A mother in Canada with her daughter who experienced opioid abuse

It was a number of years ago that one of my adult children was in a new relationship
and started to distance themselves from me. In my mind I thought they were tied up
with their new life and relationship and didn’t need me as much anymore. It was only
long afterwards and through some very heartfelt conversations that it came to light what
was happening.

As a parent I have felt guilty many times. What did I do wrong to have my
child and or children end up struggling with substances.? I no longer hold myself
accountable for their decisions. As an adult I do hold myself even more strongly
accountable for what I can control and what I can do. Now it is all about how do I support
them and how do I interact with them. I’ve never been a big one on tough love as we
have heard the opposite of addiction is connection. It is about staying connected with
love and holding strong my own values and beliefs. It’s a dance that I continue to dance now.

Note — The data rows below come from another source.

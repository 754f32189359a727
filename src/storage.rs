//! Object storage and document access.
//!
//! [`BlobStore`] is the object storage seam; [`DocumentReader`] resolves a
//! configuration document location (`s3://`, `http(s)://` or a local path)
//! to its contents.

use async_trait::async_trait;
use bytes::Bytes;
use serde::de::DeserializeOwned;
use std::collections::HashMap;
use std::sync::Arc;
use std::time::Duration;
use subflow_common::{Error, Result, StorageUri};

/// Timeout for documents fetched over HTTP.
const HTTP_TIMEOUT: Duration = Duration::from_secs(10);

/// Read access to an object store.
#[async_trait]
pub trait BlobStore: Send + Sync {
    /// Read an object. A missing object is `Ok(None)`.
    async fn read(&self, bucket: &str, key: &str) -> Result<Option<Bytes>>;
}

/// In-memory object store.
#[derive(Debug, Clone, Default)]
pub struct MemoryBlobStore {
    objects: HashMap<(String, String), Bytes>,
}

impl MemoryBlobStore {
    pub fn new() -> Self {
        Self::default()
    }

    pub fn insert(&mut self, bucket: &str, key: &str, contents: impl Into<Bytes>) {
        self.objects
            .insert((bucket.to_string(), key.to_string()), contents.into());
    }
}

#[async_trait]
impl BlobStore for MemoryBlobStore {
    async fn read(&self, bucket: &str, key: &str) -> Result<Option<Bytes>> {
        Ok(self
            .objects
            .get(&(bucket.to_string(), key.to_string()))
            .cloned())
    }
}

/// Where a document lives.
#[derive(Debug, Clone, PartialEq, Eq)]
pub enum DocumentLocation {
    Storage(StorageUri),
    Http(String),
    File(String),
}

impl DocumentLocation {
    pub fn parse(location: &str) -> Result<Self> {
        if location.starts_with("s3://") {
            Ok(Self::Storage(StorageUri::parse(location)?))
        } else if location.starts_with("http://") || location.starts_with("https://") {
            Ok(Self::Http(location.to_string()))
        } else {
            Ok(Self::File(location.to_string()))
        }
    }
}

/// Reads documents from object storage, HTTP or the local filesystem.
pub struct DocumentReader {
    blobs: Arc<dyn BlobStore>,
    http: reqwest::Client,
}

impl DocumentReader {
    pub fn new(blobs: Arc<dyn BlobStore>) -> Self {
        let http = reqwest::Client::builder()
            .timeout(HTTP_TIMEOUT)
            .build()
            .unwrap_or_else(|e| {
                tracing::warn!("Failed to build HTTP client with timeout: {}", e);
                reqwest::Client::new()
            });

        Self { blobs, http }
    }

    /// Read a document. A missing document is `Ok(None)`.
    pub async fn read(&self, location: &str) -> Result<Option<Bytes>> {
        match DocumentLocation::parse(location)? {
            DocumentLocation::Storage(uri) => self.blobs.read(uri.bucket(), uri.key()).await,
            DocumentLocation::Http(url) => self.read_http(&url).await,
            DocumentLocation::File(path) => match tokio::fs::read(&path).await {
                Ok(contents) => Ok(Some(Bytes::from(contents))),
                Err(e) if e.kind() == std::io::ErrorKind::NotFound => Ok(None),
                Err(e) => Err(Error::Io(e)),
            },
        }
    }

    /// Read and decode a JSON document.
    pub async fn read_json<T: DeserializeOwned>(&self, location: &str) -> Result<Option<T>> {
        match self.read(location).await? {
            Some(contents) => Ok(Some(serde_json::from_slice(&contents)?)),
            None => Ok(None),
        }
    }

    async fn read_http(&self, url: &str) -> Result<Option<Bytes>> {
        let response = self
            .http
            .get(url)
            .send()
            .await
            .map_err(|e| Error::collaborator("http", "RequestFailed", e.to_string()))?;

        let status = response.status();
        if status == reqwest::StatusCode::NOT_FOUND {
            return Ok(None);
        }
        if !status.is_success() {
            let body = response.text().await.unwrap_or_default();
            return Err(Error::collaborator("http", status.as_u16().to_string(), body));
        }

        let contents = response
            .bytes()
            .await
            .map_err(|e| Error::collaborator("http", "ReadFailed", e.to_string()))?;
        Ok(Some(contents))
    }
}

I’ve learned to have my own interests and things that I love and I take care of my own
self, health and wellness. This includes my physical, spiritual and mental health.

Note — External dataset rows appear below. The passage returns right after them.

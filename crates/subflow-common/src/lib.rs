//! Subflow-Common: Shared error type and storage URI utilities.
//!
//! This crate provides functionality used across subflow:
//!
//! - **Error Handling**: The error taxonomy shared by the job builder and the
//!   collaborator glue, plus a `Result` alias
//! - **Storage URIs**: Parsing and formatting of `s3://bucket/key` locations
//!
//! # Examples
//!
//! ```
//! use subflow_common::{Error, Result, StorageUri};
//!
//! let uri = StorageUri::parse("s3://media/in/clip.mov").unwrap();
//! assert_eq!(uri.bucket(), "media");
//! assert_eq!(uri.key(), "in/clip.mov");
//!
//! fn example() -> Result<()> {
//!     Err(Error::configuration("job name required"))
//! }
//! assert!(example().is_err());
//! ```

pub mod error;
pub mod uri;

pub use error::{Error, Result};
pub use uri::{ensure_trailing_separator, StorageUri, STORAGE_SCHEME};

My child has been four years abstinent from opioids and has used cannabis to support that
process. We have very honest and real conversations. I’ve learned and grown because of
their honesty with me. On occasion we have some challenging conversations. I’ve learned to hold space to ask questions and hear the answers instead of assuming that I knew what was best. By this I mean I would ask: What do you need? How can I help? Instead of jumping in and doing it. During one of our conversations they said to me “when you do that it makes me feel like you don’t think I can and you don’t have faith and trust me”. That was the furthest thing from what I was thinking. My intention has always been to offer help and hearing those words I’ve learned to step back. What they need to hear from me is: I believe in you, you got this and I’m here at any point in time to help.